To Liccardo, parents — especially in lower income families — have the “terrible choice” of caring for their children at home or working to support them financially.

And even if a parent chooses to stay at home, the physical and social impacts of children staying at home is far too great to ignore, Dr. Angela Bymaster, family physician for the Healing Grove Health Center, said.

“Children are by nature, social creatures, and the vast majority learn best by attending in person school,” Bymaster said. “Now we’re approaching one year of social isolation, and many are becoming hopeless.”

Bymaster said because of COVID impacts, a 12-year-old in San Jose fatally overdosed and child just slightly older committed suicide.

She said she has seen students’ grades drop, children fall into depression, lose hope and subsequently fail to plan for their futures and gain weight, among a number of other negative health impacts.

“And then there are some students who are experiencing abuse and neglect. And we just don’t even know where they are right now,” Bymaster said.

The is because most child abuse is reported through public agencies like schools.

For children, coronavirus transmission rates are extraordinarily low — almost nonexistent, Bymaster said. And with COVID-19 vaccination for education staff starting Monday, she and Liccardo posed the question – what is holding schools back from opening?

“Dr. Anthony Fauci says yes, that can happen safely. Dr. Rochelle Wollensky from the CDC says yes, that can happen safely. Our own County Public Health, our State Department of Public Health, say yes, that can happen if it’s done safely,” Liccardo said.

That leaves the decision in the hands of district superintendents, who are primarily making reopening decisions based on parent surveys and negotiations with teachers’ unions.

So far, five San Jose school districts have either reopened or have set dates to reopen soon.

San Jose Unified School District, the largest district in San Jose and Santa Clara County, began phasing in cohorts for in-person learning on Wednesday.

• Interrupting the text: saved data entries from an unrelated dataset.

//! Grain type registrations.
//!
//! A grain type declared with a persistent state named `accountStateName`
//! in a storage provider named `accountStorageName` has its state written to
//! blobs named `accountStateName-accountStorageName/<grainId>.json`. The
//! registry maps each grain type we care about to that blob name prefix.

use serde::Deserialize;
use std::collections::HashSet;

use crate::error::{ListerError, ListerResult};

/// A single grain type and the blob name prefix its state is stored under.
#[derive(Debug, Clone, PartialEq, Eq, Deserialize)]
pub struct GrainRegistration {
    #[serde(rename = "GrainType")]
    pub grain_type: String,
    #[serde(rename = "Prefix")]
    pub prefix: String,
}

impl GrainRegistration {
    pub fn new(grain_type: impl Into<String>, prefix: impl Into<String>) -> Self {
        Self {
            grain_type: grain_type.into(),
            prefix: prefix.into(),
        }
    }

    /// Builds the prefix used by a `[PersistentState(state, storage)]` grain.
    pub fn from_persistent_state(
        grain_type: impl Into<String>,
        state_name: &str,
        storage_name: &str,
    ) -> Self {
        Self::new(grain_type, format!("{}-{}", state_name, storage_name))
    }
}

/// Ordered, immutable table of grain registrations.
///
/// Grain types are unique. Iteration follows definition order, which is also
/// the order the scanner processes them in.
#[derive(Debug, Clone, PartialEq, Eq)]
pub struct GrainRegistry {
    entries: Vec<GrainRegistration>,
}

impl GrainRegistry {
    /// Creates a registry, rejecting empty names and duplicate grain types.
    pub fn new(entries: Vec<GrainRegistration>) -> ListerResult<Self> {
        let mut seen = HashSet::new();
        for entry in &entries {
            if entry.grain_type.is_empty() {
                return Err(ListerError::Registry("grain type must not be empty".into()));
            }
            if entry.prefix.is_empty() {
                return Err(ListerError::Registry(format!(
                    "prefix for grain type '{}' must not be empty",
                    entry.grain_type
                )));
            }
            if !seen.insert(entry.grain_type.as_str()) {
                return Err(ListerError::Registry(format!(
                    "grain type '{}' is registered more than once",
                    entry.grain_type
                )));
            }
        }

        Ok(Self { entries })
    }

    /// Returns the registration for a grain type.
    pub fn get(&self, grain_type: &str) -> Option<&GrainRegistration> {
        self.entries.iter().find(|e| e.grain_type == grain_type)
    }

    pub fn iter(&self) -> impl Iterator<Item = &GrainRegistration> {
        self.entries.iter()
    }

    pub fn len(&self) -> usize {
        self.entries.len()
    }

    pub fn is_empty(&self) -> bool {
        self.entries.is_empty()
    }
}

impl Default for GrainRegistry {
    fn default() -> Self {
        Self {
            entries: vec![
                GrainRegistration::from_persistent_state(
                    "Account",
                    "accountStateName",
                    "accountStorageName",
                ),
                GrainRegistration::from_persistent_state(
                    "Client",
                    "clientStateName",
                    "clientStorageName",
                ),
            ],
        }
    }
}

impl<'a> IntoIterator for &'a GrainRegistry {
    type Item = &'a GrainRegistration;
    type IntoIter = std::slice::Iter<'a, GrainRegistration>;

    fn into_iter(self) -> Self::IntoIter {
        self.entries.iter()
    }
}
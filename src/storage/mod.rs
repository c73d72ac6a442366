//! Storage collaborators that list blob names.

mod azure;
mod lister;
mod memory;

pub use azure::*;
pub use lister::*;
pub use memory::*;
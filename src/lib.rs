pub mod aggregate;
pub mod archive;
pub mod batch;
pub mod classify;
pub mod config;
pub mod lookup;
pub mod report;
pub mod resolve;
mod util;

pub use anyhow::{Context, Error};
use chrono::NaiveDate;
use once_cell::sync::OnceCell;
use qu::ick_use::*;
use serde::Deserialize;
use std::{collections::BTreeMap, io, ops::Deref, sync::Arc};

pub use crate::{
    aggregate::{Aggregator, CcgCounts, PatientRow, PatientSummary},
    batch::{process_archive, run, ArchiveOutcome},
    classify::{classify, Classification, Criteria},
    config::Config,
    lookup::ReferenceTables,
    resolve::{resolve, CcgCursor, FailureReason, FailureTally, Resolution},
    util::{header, path_exists, Diagnostics},
};
use crate::util::{
    inr_value, lenient_uk_date, optional_f64, optional_string, parse_uk_date, ttr_percent,
};

pub type ArcStr = Arc<str>;
pub type Result<T = (), E = anyhow::Error> = std::result::Result<T, E>;
pub type PatientId = ArcStr;
pub type PlanId = ArcStr;

/// The first column name of the patient file. Rows starting with this are header rows.
const PATIENT_HEADER: &str = "ExpandedUniquePatientID";
/// The first column name of the INR file.
const INR_HEADER: &str = "ExpandedUniqueTreatmentPlanID";

/// The horizon used for an archive with no valid INR dates at all.
pub fn default_horizon() -> NaiveDate {
    NaiveDate::from_ymd_opt(1900, 2, 1).unwrap()
}

/// Problems with an archive's data that mean we can't trust any of the run's output.
#[derive(Debug, thiserror::Error)]
pub enum IntegrityError {
    #[error("treatment plan ID \"{plan_id}\" appears more than once in the patient file")]
    DuplicatePlan { plan_id: PlanId },
    #[error("INR record references unknown treatment plan ID \"{plan_id}\"")]
    UnknownPlan { plan_id: PlanId },
}

/// A row in the patient file, by position.
#[derive(Debug, Clone, Deserialize)]
struct PlanRaw {
    patient_id: PatientId,
    plan_id: PlanId,
    #[serde(deserialize_with = "optional_string")]
    outer_postcode: Option<ArcStr>,
    #[serde(deserialize_with = "optional_string")]
    practice_code: Option<ArcStr>,
    #[serde(deserialize_with = "optional_string")]
    practice_name: Option<ArcStr>,
    #[serde(deserialize_with = "optional_string")]
    gp_postcode: Option<ArcStr>,
    #[serde(deserialize_with = "ttr_percent")]
    ttr: Option<f64>,
    #[serde(deserialize_with = "optional_f64")]
    target_low: Option<f64>,
    #[serde(deserialize_with = "optional_f64")]
    target_high: Option<f64>,
    diagnosis: ArcStr,
    #[serde(deserialize_with = "lenient_uk_date")]
    start_date: Option<NaiveDate>,
}

/// One treatment plan: a patient's anticoagulation monitoring episode at a clinic.
///
/// A patient may have more than one plan. Everything is fixed at load time apart from the
/// resolved CCG, which can be set once.
#[derive(Debug, Clone)]
pub struct TreatmentPlan {
    pub plan_id: PlanId,
    pub patient_id: PatientId,
    /// Where the patient lives (outward code only).
    pub outer_postcode: Option<ArcStr>,
    pub practice_code: Option<ArcStr>,
    pub practice_name: Option<ArcStr>,
    /// The GP practice's postcode.
    pub postcode: Option<ArcStr>,
    /// Percentage time in therapeutic range. `None` if the export contained something other
    /// than a number.
    pub ttr: Option<f64>,
    pub target_low: Option<f64>,
    pub target_high: Option<f64>,
    pub diagnosis: ArcStr,
    pub start_date: Option<NaiveDate>,
    resolved_ccg: OnceCell<ArcStr>,
}
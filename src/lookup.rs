//! The reference tables used to map treatment plans to CCGs.
use crate::{config::LookupPaths, resolve::collapse_spaces, ArcStr};
use qu::ick_use::*;
use std::{collections::BTreeMap, fs, io, path::Path};

/// Lookups loaded once at the start of a run and never changed.
#[derive(Debug, Default, Clone)]
pub struct ReferenceTables {
    /// postcode -> CCG code
    postcodes: BTreeMap<ArcStr, ArcStr>,
    /// CCG code -> CCG name
    ccgs: BTreeMap<ArcStr, ArcStr>,
    /// practice code -> CCG name
    practices: BTreeMap<ArcStr, ArcStr>,
    /// practice name -> CCG name, for practices whose records have neither a usable code nor a
    /// postcode.
    practice_names: BTreeMap<ArcStr, ArcStr>,
}

impl ReferenceTables {
    /// Load all tables from disk. The practice name table is optional.
    pub fn load(paths: &LookupPaths) -> Result<Self> {
        let tables = Self::from_readers(
            open(&paths.postcodes)?,
            open(&paths.ccgs)?,
            open(&paths.practices)?,
            paths.practice_names.as_deref().map(open).transpose()?,
        )
        .context("loading reference tables")?;

        event!(
            Level::INFO,
            "Reference tables loaded: {} postcodes, {} CCGs, {} practices, {} practice names",
            tables.postcodes.len(),
            tables.ccgs.len(),
            tables.practices.len(),
            tables.practice_names.len()
        );
        Ok(tables)
    }

    /// Build the tables from comma-separated sources.
    ///
    /// Column layouts are
    ///
    ///  - postcodes: `postcode, CCG code`
    ///  - CCGs: `CCG code, CCG name`
    ///  - practices: `practice code, postcode, CCG code, CCG name`
    ///  - practice names: `practice name, CCG name`
    pub fn from_readers(
        postcodes: impl io::Read,
        ccgs: impl io::Read,
        practices: impl io::Read,
        practice_names: Option<impl io::Read>,
    ) -> Result<Self> {
        let mut postcode_table: BTreeMap<ArcStr, ArcStr> = BTreeMap::new();
        for (postcode, ccg) in load_pairs(postcodes, 0, 1).context("postcode table")? {
            postcode_table.insert(collapse_spaces(&postcode).into(), ccg);
        }
        Ok(Self {
            postcodes: postcode_table,
            ccgs: load_pairs(ccgs, 0, 1).context("CCG table")?.collect(),
            practices: load_pairs(practices, 0, 3).context("practice table")?.collect(),
            practice_names: match practice_names {
                Some(rdr) => load_pairs(rdr, 0, 1).context("practice name table")?.collect(),
                None => BTreeMap::new(),
            },
        })
    }

    pub fn ccg_for_practice(&self, practice_code: &str) -> Option<&ArcStr> {
        self.practices.get(practice_code)
    }

    /// Goes via the CCG code. Both lookups must succeed.
    pub fn ccg_for_postcode(&self, postcode: &str) -> Option<&ArcStr> {
        let code = self.postcodes.get(postcode)?;
        self.ccgs.get(&**code)
    }

    pub fn ccg_for_practice_name(&self, practice_name: &str) -> Option<&ArcStr> {
        self.practice_names.get(practice_name)
    }
}

fn open(path: &Path) -> Result<fs::File> {
    fs::File::open(path).with_context(|| format!("opening \"{}\"", path.display()))
}

/// Read `(key, value)` pairs from two columns of a headerless csv.
///
/// A header row, if there is one, only maps its own column names so is harmless. Rows where
/// either the key or the value are empty are skipped, because an empty CCG is no CCG.
fn load_pairs(
    reader: impl io::Read,
    key_col: usize,
    value_col: usize,
) -> Result<impl Iterator<Item = (ArcStr, ArcStr)>> {
    let mut rdr = csv::ReaderBuilder::new()
        .has_headers(false)
        .flexible(true)
        .trim(csv::Trim::All)
        .from_reader(reader);
    let mut pairs = vec![];
    for record in rdr.records() {
        let record = record?;
        match (record.get(key_col), record.get(value_col)) {
            (Some(key), Some(value)) if !key.is_empty() && !value.is_empty() => {
                pairs.push((ArcStr::from(key), ArcStr::from(value)))
            }
            _ => (),
        }
    }
    Ok(pairs.into_iter())
}
//! Look up the CCG for a single practice, the same way plans are resolved in a run.
use clap::Parser;
use qu::ick_use::*;
use std::path::PathBuf;
use warfarin_ccg_audit::{
    resolve::{normalize_postcode, normalize_practice_code, resolve_fields},
    Config, ReferenceTables,
};

#[derive(Parser)]
struct Opt {
    /// Where to find the reference tables.
    #[clap(long, short)]
    config: Option<PathBuf>,
    /// The practice code, as it appears in the patient file.
    #[clap(long)]
    code: Option<String>,
    /// The GP postcode.
    #[clap(long, short)]
    postcode: Option<String>,
    /// The practice name.
    #[clap(long, short)]
    name: Option<String>,
}

#[qu::ick]
pub fn main(opt: Opt) -> Result {
    ensure!(
        opt.code.is_some() || opt.postcode.is_some() || opt.name.is_some(),
        "please supply at least one of --code, --postcode, --name"
    );
    let config = match &opt.config {
        Some(path) => Config::load(path)?,
        None => Config::default(),
    };
    let tables = ReferenceTables::load(&config.lookup)?;

    if let Some(code) = &opt.code {
        println!("practice code: {:?}", normalize_practice_code(code));
    }
    if let Some(postcode) = &opt.postcode {
        println!("postcode: {:?}", normalize_postcode(postcode));
    }
    if let Some(name) = &opt.name {
        println!("practice name: {:?}", name.trim());
    }

    match resolve_fields(
        opt.code.as_deref(),
        opt.postcode.as_deref(),
        opt.name.as_deref(),
        &tables,
    ) {
        Ok(resolution) => println!("{} (from {})", resolution.ccg, resolution.via),
        Err(reason) => println!("not resolved: {}", reason),
    }
    Ok(())
}
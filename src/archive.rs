//! Getting the patient and INR files out of a clinic's zip archive.
use crate::Diagnostics;
use itertools::Itertools;
use qu::ick_use::*;
use std::{
    fmt,
    io::{self, Read},
    path::Path,
};

/// What a file inside an archive contains, going by its name.
#[derive(Debug, Copy, Clone, Eq, PartialEq)]
pub enum FileRole {
    Inr,
    Patient,
    Unknown,
}

impl FileRole {
    /// Names containing "inr" are INR files, otherwise names containing "pat" are patient
    /// files. Case-insensitive, and only the file name is looked at, not any directory.
    pub fn from_name(name: &str) -> Self {
        let file_name = Path::new(name)
            .file_name()
            .map(|n| n.to_string_lossy().to_lowercase())
            .unwrap_or_else(|| name.to_lowercase());
        if file_name.contains("inr") {
            FileRole::Inr
        } else if file_name.contains("pat") {
            FileRole::Patient
        } else {
            FileRole::Unknown
        }
    }
}

impl fmt::Display for FileRole {
    fn fmt(&self, f: &mut fmt::Formatter) -> fmt::Result {
        match self {
            FileRole::Inr => f.write_str("INR"),
            FileRole::Patient => f.write_str("patient"),
            FileRole::Unknown => f.write_str("unknown"),
        }
    }
}

/// The two files we need from an archive, read into memory.
#[derive(Debug)]
pub struct ArchiveMembers {
    pub inr_name: String,
    pub inr: Vec<u8>,
    pub patient_name: String,
    pub patients: Vec<u8>,
}

/// Why an archive can't be processed. The run carries on without it.
#[derive(Debug, Clone, Eq, PartialEq)]
pub struct IncompleteArchive {
    pub inr_files: Vec<String>,
    pub patient_files: Vec<String>,
}

impl fmt::Display for IncompleteArchive {
    fn fmt(&self, f: &mut fmt::Formatter) -> fmt::Result {
        write!(
            f,
            "expected exactly 1 INR file and 1 patient file, found {} INR ({}) and {} patient ({})",
            self.inr_files.len(),
            self.inr_files.iter().join(", "),
            self.patient_files.len(),
            self.patient_files.iter().join(", "),
        )
    }
}

impl ArchiveMembers {
    /// Read the INR and patient files from a zip archive.
    ///
    /// Files with an unknown role are reported to `diagnostics` and ignored. The outer `Result`
    /// is for broken archives, the inner one for archives without exactly one file of each role.
    pub fn from_zip(
        archive_name: &str,
        reader: impl io::Read + io::Seek,
        diagnostics: &mut Diagnostics,
    ) -> Result<Result<Self, IncompleteArchive>> {
        let mut ar = zip::ZipArchive::new(reader)?;
        let mut inr = vec![];
        let mut patients = vec![];

        for i in 0..ar.len() {
            let mut file = ar.by_index(i)?;
            if file.is_dir() {
                continue;
            }
            let name = file.name().to_owned();
            let role = FileRole::from_name(&name);
            event!(Level::DEBUG, "{} in {} is {}", name, archive_name, role);
            let slot = match role {
                FileRole::Inr => &mut inr,
                FileRole::Patient => &mut patients,
                FileRole::Unknown => {
                    diagnostics.warn(format!(
                        "{} in {} not recognised as inr or patient",
                        name, archive_name
                    ));
                    continue;
                }
            };
            let mut contents = vec![];
            file.read_to_end(&mut contents)
                .with_context(|| format!("reading \"{}\"", name))?;
            slot.push((name, contents));
        }

        if inr.len() != 1 || patients.len() != 1 {
            return Ok(Err(IncompleteArchive {
                inr_files: inr.into_iter().map(|(name, _)| name).collect(),
                patient_files: patients.into_iter().map(|(name, _)| name).collect(),
            }));
        }
        let (inr_name, inr) = inr.remove(0);
        let (patient_name, patients) = patients.remove(0);
        Ok(Ok(Self {
            inr_name,
            inr,
            patient_name,
            patients,
        }))
    }
}

#[cfg(test)]
pub(crate) mod test {
    use super::*;
    use std::io::{Cursor, Write};

    /// Build a zip archive in memory.
    pub(crate) fn zip(files: &[(&str, &str)]) -> Cursor<Vec<u8>> {
        let mut writer = zip::ZipWriter::new(Cursor::new(Vec::new()));
        for (name, contents) in files {
            writer
                .start_file(*name, zip::write::FileOptions::default())
                .unwrap();
            writer.write_all(contents.as_bytes()).unwrap();
        }
        let mut cursor = writer.finish().unwrap();
        cursor.set_position(0);
        cursor
    }

    #[test]
    fn roles() {
        assert_eq!(FileRole::from_name("Clinic_INR_2017.txt"), FileRole::Inr);
        assert_eq!(FileRole::from_name("clinic_patients.txt"), FileRole::Patient);
        assert_eq!(FileRole::from_name("PATIENT.TXT"), FileRole::Patient);
        assert_eq!(FileRole::from_name("readme.txt"), FileRole::Unknown);
        // a name matching both is INR
        assert_eq!(FileRole::from_name("pat_inr.txt"), FileRole::Inr);
        // directory names don't count
        assert_eq!(FileRole::from_name("inr/readme.txt"), FileRole::Unknown);
    }

    #[test]
    fn members() {
        let ar = zip(&[
            ("export/INR.txt", "inr data"),
            ("export/Patients.txt", "patient data"),
            ("export/notes.txt", "hello"),
        ]);
        let mut diagnostics = Diagnostics::new();
        let members = ArchiveMembers::from_zip("a.zip", ar, &mut diagnostics)
            .unwrap()
            .unwrap();
        assert_eq!(members.inr_name, "export/INR.txt");
        assert_eq!(members.inr, b"inr data");
        assert_eq!(members.patients, b"patient data");
        assert_eq!(diagnostics.len(), 1);
    }

    #[test]
    fn missing_member() {
        let ar = zip(&[("INR.txt", "inr data"), ("other.txt", "")]);
        let incomplete = ArchiveMembers::from_zip("a.zip", ar, &mut Diagnostics::new())
            .unwrap()
            .unwrap_err();
        assert_eq!(incomplete.inr_files, vec!["INR.txt".to_string()]);
        assert!(incomplete.patient_files.is_empty());
    }

    #[test]
    fn two_of_a_kind() {
        let ar = zip(&[("INR.txt", ""), ("INR2.txt", ""), ("pat.txt", "")]);
        let incomplete = ArchiveMembers::from_zip("a.zip", ar, &mut Diagnostics::new())
            .unwrap()
            .unwrap_err();
        assert_eq!(incomplete.inr_files.len(), 2);
        assert_eq!(incomplete.patient_files.len(), 1);
    }

    #[test]
    fn declared_size_is_not_trusted() {
        let ar = zip(&[("INR.txt", "inr data"), ("pat.txt", "patient data")]);
        let mut raw = ar.into_inner();
        // claim the first file is nearly 4GB uncompressed
        let cd = raw.windows(4).position(|w| w == &b"PK\x01\x02"[..]).unwrap();
        raw[cd + 24..cd + 28].copy_from_slice(&0xffff_fff0u32.to_le_bytes());
        let ar = Cursor::new(raw);
        let members = ArchiveMembers::from_zip("a.zip", ar, &mut Diagnostics::new())
            .unwrap()
            .unwrap();
        assert_eq!(members.inr, b"inr data");
        assert_eq!(members.patients, b"patient data");
    }

    #[test]
    fn not_a_zip() {
        let ar = Cursor::new(b"not a zip file".to_vec());
        assert!(ArchiveMembers::from_zip("a.zip", ar, &mut Diagnostics::new()).is_err());
    }
}
//! Writing the run's results to disk, and showing them on the console.
use crate::{
    aggregate::{Aggregator, CcgCounts},
    util, ArcStr,
};
use qu::ick_use::*;
use serde::Serialize;
use std::{
    fs,
    io::{self, Write},
    path::{Path, PathBuf},
};
use term_data_table::{Cell, Row, Table};

pub const SUMMARY_FILE: &str = "results.csv";
pub const PATIENTS_FILE: &str = "full_results.csv";
pub const DIAGNOSES_FILE: &str = "diagnoses.csv";
pub const LOG_FILE: &str = "run.log";

/// A row in the per-CCG summary.
#[derive(Debug, Serialize)]
struct SummaryRow<'a> {
    #[serde(rename = "CCG")]
    ccg: &'a str,
    #[serde(rename = "High INR incidents")]
    high_inr: usize,
    #[serde(rename = "Low INR incidents")]
    low_inr: usize,
    #[serde(rename = "TTR < 65%")]
    low_ttr: usize,
    #[serde(rename = "Any breach")]
    any_breach: usize,
    #[serde(rename = "Warfarin population")]
    warfarin_population: usize,
}

impl<'a> SummaryRow<'a> {
    fn new(ccg: &'a str, counts: &CcgCounts) -> Self {
        Self {
            ccg,
            high_inr: counts.high_inr,
            low_inr: counts.low_inr,
            low_ttr: counts.low_ttr,
            any_breach: counts.any_breach,
            warfarin_population: counts.warfarin_population,
        }
    }
}

#[derive(Debug, Serialize)]
struct DiagnosisRow<'a> {
    #[serde(rename = "Diagnosis")]
    diagnosis: &'a str,
}

/// Write every report for a finished run into `output_dir`.
///
/// Nothing is written if any of the files already exist, unless `overwrite` is set.
pub fn write_all(
    agg: &Aggregator,
    output_dir: impl AsRef<Path>,
    overwrite: bool,
    write_log: bool,
) -> Result<Vec<PathBuf>> {
    let output_dir = output_dir.as_ref();
    let mut names = vec![SUMMARY_FILE, PATIENTS_FILE, DIAGNOSES_FILE];
    if write_log {
        names.push(LOG_FILE);
    }
    let paths: Vec<PathBuf> = names.iter().map(|name| output_dir.join(name)).collect();
    for path in paths.iter() {
        check_overwrite(path, overwrite)?;
    }
    fs::create_dir_all(output_dir)
        .with_context(|| format!("could not create \"{}\"", output_dir.display()))?;

    write_summary(agg, &paths[0])?;
    write_patients(agg, &paths[1])?;
    write_diagnoses(agg, &paths[2])?;
    if write_log {
        write_log_file(agg, &paths[3])?;
    }
    Ok(paths)
}

fn check_overwrite(path: &Path, overwrite: bool) -> Result {
    if util::path_exists(path)? {
        ensure!(
            overwrite,
            "\"{}\" already exists (use --overwrite to replace it)",
            path.display()
        );
        event!(
            Level::WARN,
            "overwriting existing file at \"{}\"",
            path.display()
        );
    }
    Ok(())
}

/// Per-CCG counts, CCGs in name order.
pub fn write_summary(agg: &Aggregator, path: &Path) -> Result {
    let rows = agg
        .ccgs()
        .iter()
        .map(|(ccg, counts)| SummaryRow::new(ccg, counts));
    save_csv(rows, path)
}

/// One row per counted patient.
pub fn write_patients(agg: &Aggregator, path: &Path) -> Result {
    save_csv(agg.patients().iter(), path)
}

/// Every distinct diagnosis, sorted.
pub fn write_diagnoses(agg: &Aggregator, path: &Path) -> Result {
    let rows = agg
        .diagnoses()
        .iter()
        .map(|diagnosis| DiagnosisRow { diagnosis });
    save_csv(rows, path)
}

/// Every diagnostic message from the run, one per line.
pub fn write_log_file(agg: &Aggregator, path: &Path) -> Result {
    fn inner(agg: &Aggregator, path: &Path) -> Result {
        let mut out = io::BufWriter::new(fs::File::create(path)?);
        for message in agg.diagnostics() {
            writeln!(out, "{}", message)?;
        }
        out.flush()?;
        Ok(())
    }
    inner(agg, path).with_context(|| format!("unable to save log to \"{}\"", path.display()))
}

fn save_csv<T: Serialize>(rows: impl Iterator<Item = T>, path: &Path) -> Result {
    fn inner<T: Serialize>(rows: impl Iterator<Item = T>, path: &Path) -> Result {
        let mut out = csv::Writer::from_path(path)?;
        for row in rows {
            out.serialize(row)?;
        }
        out.flush()?;
        Ok(())
    }
    inner(rows, path).with_context(|| format!("unable to save data to \"{}\"", path.display()))
}

/// The per-CCG summary, with a total row.
pub fn ccg_table(agg: &Aggregator) -> Table {
    let mut table = Table::new().with_row(
        Row::new()
            .with_cell(Cell::from("CCG"))
            .with_cell(Cell::from("High INR"))
            .with_cell(Cell::from("Low INR"))
            .with_cell(Cell::from("TTR < 65%"))
            .with_cell(Cell::from("Any breach"))
            .with_cell(Cell::from("Population")),
    );
    let total: ArcStr = "Total".into();
    let totals = agg.totals();
    for (ccg, counts) in agg.ccgs().iter().chain([(&total, &totals)]) {
        table.add_row(
            Row::new()
                .with_cell(Cell::from(ccg.to_string()))
                .with_cell(Cell::from(counts.high_inr.to_string()))
                .with_cell(Cell::from(counts.low_inr.to_string()))
                .with_cell(Cell::from(counts.low_ttr.to_string()))
                .with_cell(Cell::from(counts.any_breach.to_string()))
                .with_cell(Cell::from(counts.warfarin_population.to_string())),
        );
    }
    table
}

/// What happened to each archive, including why plans couldn't be placed in a CCG.
pub fn archive_table(agg: &Aggregator) -> Table {
    let mut table = Table::new().with_row(
        Row::new()
            .with_cell(Cell::from("Archive"))
            .with_cell(Cell::from("Plans"))
            .with_cell(Cell::from("INR events"))
            .with_cell(Cell::from("Code miss, postcode miss"))
            .with_cell(Cell::from("Code miss, no postcode"))
            .with_cell(Cell::from("No code, postcode miss"))
            .with_cell(Cell::from("No code, no postcode"))
            .with_cell(Cell::from("Skipped")),
    );
    for archive in agg.archives() {
        let failures = &archive.failures;
        table.add_row(
            Row::new()
                .with_cell(Cell::from(archive.name.clone()))
                .with_cell(Cell::from(archive.plans.to_string()))
                .with_cell(Cell::from(archive.events.to_string()))
                .with_cell(Cell::from(
                    failures
                        .practice_code_not_found_postcode_not_found
                        .to_string(),
                ))
                .with_cell(Cell::from(
                    failures.practice_code_not_found_no_postcode.to_string(),
                ))
                .with_cell(Cell::from(
                    failures.no_practice_code_postcode_not_found.to_string(),
                ))
                .with_cell(Cell::from(
                    failures.no_practice_code_no_postcode.to_string(),
                ))
                .with_cell(Cell::from(archive.skipped.clone().unwrap_or_default())),
        );
    }
    table
}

The Union School District welcomed back TK-2nd grade students on Monday and on March 8, plans are to return to in-person learning for grades third through sixth, according to a letter by the school’s superintendent.

The Cambrian School District said it would return to campus by March 8, according to a letter by the district’s superintendent. Campbell Union School District’s superintendent said March 22 is the earliest date students could return to school.

The Moreland School District’s superintendent also echoed similar sentiment in the Jan. 29 newsletter, which outlined that TK-1 students could return by March 22 and the rest of the grades would be phased in after. However, the decision to reopen would be confirmed by March 1.

The rest of San Jose school districts say they are in the works of reopening.

In Santa Clara County, some private schools have reopened and many schools in Los Altos have also resumed in-person education, Bymaster said.

This indicates that schools serving more wealthy families are reopening, but public school districts serving low-income families are not, despite their greater need for in-person learning, she said.